### Task instructions
Within the material below, locate the line with "cache key: an" and the line with "pub fn new(operation: &str)", then return those two lines and all lines between them, exactly as written.

═════ Data for processing ═════

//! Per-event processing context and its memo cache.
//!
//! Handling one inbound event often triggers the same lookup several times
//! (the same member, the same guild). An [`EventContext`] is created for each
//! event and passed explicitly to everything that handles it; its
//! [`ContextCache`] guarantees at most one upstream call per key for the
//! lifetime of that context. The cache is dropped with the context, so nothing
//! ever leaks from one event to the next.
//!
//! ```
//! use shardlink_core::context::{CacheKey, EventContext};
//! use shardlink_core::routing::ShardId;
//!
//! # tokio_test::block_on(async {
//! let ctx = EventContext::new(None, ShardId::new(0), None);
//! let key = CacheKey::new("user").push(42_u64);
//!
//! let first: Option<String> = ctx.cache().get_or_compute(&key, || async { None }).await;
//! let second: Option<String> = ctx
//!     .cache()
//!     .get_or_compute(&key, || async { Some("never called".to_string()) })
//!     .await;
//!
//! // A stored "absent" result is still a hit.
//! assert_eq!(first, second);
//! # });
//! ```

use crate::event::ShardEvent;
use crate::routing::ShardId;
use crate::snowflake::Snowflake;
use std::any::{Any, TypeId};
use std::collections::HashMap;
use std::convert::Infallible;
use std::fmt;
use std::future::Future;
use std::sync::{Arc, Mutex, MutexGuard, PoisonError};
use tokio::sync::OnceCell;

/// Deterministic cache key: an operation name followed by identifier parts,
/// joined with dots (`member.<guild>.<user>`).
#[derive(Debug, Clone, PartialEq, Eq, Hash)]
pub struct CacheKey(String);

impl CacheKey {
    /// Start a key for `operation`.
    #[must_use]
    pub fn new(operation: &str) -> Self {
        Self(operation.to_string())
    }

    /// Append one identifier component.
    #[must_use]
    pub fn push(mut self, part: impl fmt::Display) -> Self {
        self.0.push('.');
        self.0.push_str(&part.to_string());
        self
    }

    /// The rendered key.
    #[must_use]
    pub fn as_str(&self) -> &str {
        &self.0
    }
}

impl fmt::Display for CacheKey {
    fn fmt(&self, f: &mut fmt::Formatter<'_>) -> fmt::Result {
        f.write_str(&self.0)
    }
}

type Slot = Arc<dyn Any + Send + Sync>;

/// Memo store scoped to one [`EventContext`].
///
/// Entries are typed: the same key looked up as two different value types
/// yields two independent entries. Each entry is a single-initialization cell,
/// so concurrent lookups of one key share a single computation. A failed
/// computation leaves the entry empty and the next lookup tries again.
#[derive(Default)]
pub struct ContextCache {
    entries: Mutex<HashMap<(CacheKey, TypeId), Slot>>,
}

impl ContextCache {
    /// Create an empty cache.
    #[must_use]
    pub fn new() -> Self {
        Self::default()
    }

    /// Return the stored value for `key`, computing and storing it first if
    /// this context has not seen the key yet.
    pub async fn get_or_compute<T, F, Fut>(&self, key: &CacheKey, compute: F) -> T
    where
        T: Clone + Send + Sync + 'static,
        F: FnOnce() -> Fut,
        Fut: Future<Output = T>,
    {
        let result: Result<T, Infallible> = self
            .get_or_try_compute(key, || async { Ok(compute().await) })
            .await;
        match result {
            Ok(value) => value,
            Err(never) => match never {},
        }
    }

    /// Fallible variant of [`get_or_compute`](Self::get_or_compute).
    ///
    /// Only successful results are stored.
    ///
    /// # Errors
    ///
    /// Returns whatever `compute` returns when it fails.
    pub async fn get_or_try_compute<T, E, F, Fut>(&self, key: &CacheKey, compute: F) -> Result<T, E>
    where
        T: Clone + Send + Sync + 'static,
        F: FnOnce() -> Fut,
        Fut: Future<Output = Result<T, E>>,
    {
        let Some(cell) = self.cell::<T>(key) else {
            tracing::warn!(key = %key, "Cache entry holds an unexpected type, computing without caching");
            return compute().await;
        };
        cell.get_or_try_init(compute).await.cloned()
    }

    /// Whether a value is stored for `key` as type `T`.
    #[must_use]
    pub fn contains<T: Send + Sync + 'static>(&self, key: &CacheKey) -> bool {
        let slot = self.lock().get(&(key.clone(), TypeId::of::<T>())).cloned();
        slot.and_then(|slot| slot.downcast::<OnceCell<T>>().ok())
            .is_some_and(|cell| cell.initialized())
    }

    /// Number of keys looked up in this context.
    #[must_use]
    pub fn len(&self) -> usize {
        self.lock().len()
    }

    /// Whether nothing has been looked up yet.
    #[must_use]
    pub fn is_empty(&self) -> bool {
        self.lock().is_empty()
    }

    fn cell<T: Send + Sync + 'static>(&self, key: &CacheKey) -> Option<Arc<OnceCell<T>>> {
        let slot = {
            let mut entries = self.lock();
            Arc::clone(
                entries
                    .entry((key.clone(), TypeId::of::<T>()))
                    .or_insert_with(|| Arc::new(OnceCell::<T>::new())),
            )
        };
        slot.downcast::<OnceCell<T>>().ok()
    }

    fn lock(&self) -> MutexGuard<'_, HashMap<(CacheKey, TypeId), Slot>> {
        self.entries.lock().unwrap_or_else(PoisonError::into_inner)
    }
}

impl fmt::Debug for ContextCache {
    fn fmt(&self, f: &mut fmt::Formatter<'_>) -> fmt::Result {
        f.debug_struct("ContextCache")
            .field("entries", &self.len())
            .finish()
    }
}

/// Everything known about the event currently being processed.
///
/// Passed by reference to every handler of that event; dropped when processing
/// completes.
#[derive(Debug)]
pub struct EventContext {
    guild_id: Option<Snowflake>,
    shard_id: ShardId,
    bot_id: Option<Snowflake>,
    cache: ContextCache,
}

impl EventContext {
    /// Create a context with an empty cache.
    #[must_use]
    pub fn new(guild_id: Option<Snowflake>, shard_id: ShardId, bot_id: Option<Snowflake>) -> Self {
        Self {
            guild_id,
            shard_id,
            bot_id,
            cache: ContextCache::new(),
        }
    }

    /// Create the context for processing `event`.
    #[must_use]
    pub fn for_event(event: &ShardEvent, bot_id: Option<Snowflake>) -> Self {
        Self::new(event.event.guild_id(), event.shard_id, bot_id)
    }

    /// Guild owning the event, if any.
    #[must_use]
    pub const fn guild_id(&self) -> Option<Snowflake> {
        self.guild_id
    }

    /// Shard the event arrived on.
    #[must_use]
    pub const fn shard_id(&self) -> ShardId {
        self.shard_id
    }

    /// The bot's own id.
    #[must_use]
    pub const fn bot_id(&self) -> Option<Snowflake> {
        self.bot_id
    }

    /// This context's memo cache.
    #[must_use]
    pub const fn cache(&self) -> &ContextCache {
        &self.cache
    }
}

═════

### Answer space
/// Deterministic cache key: an operation name followed by identifier parts,
/// joined with dots (`member.<guild>.<user>`).
#[derive(Debug, Clone, PartialEq, Eq, Hash)]
pub struct CacheKey(String);

impl CacheKey {
    /// Start a key for `operation`.
    #[must_use]
    pub fn new(operation: &str) -> Self {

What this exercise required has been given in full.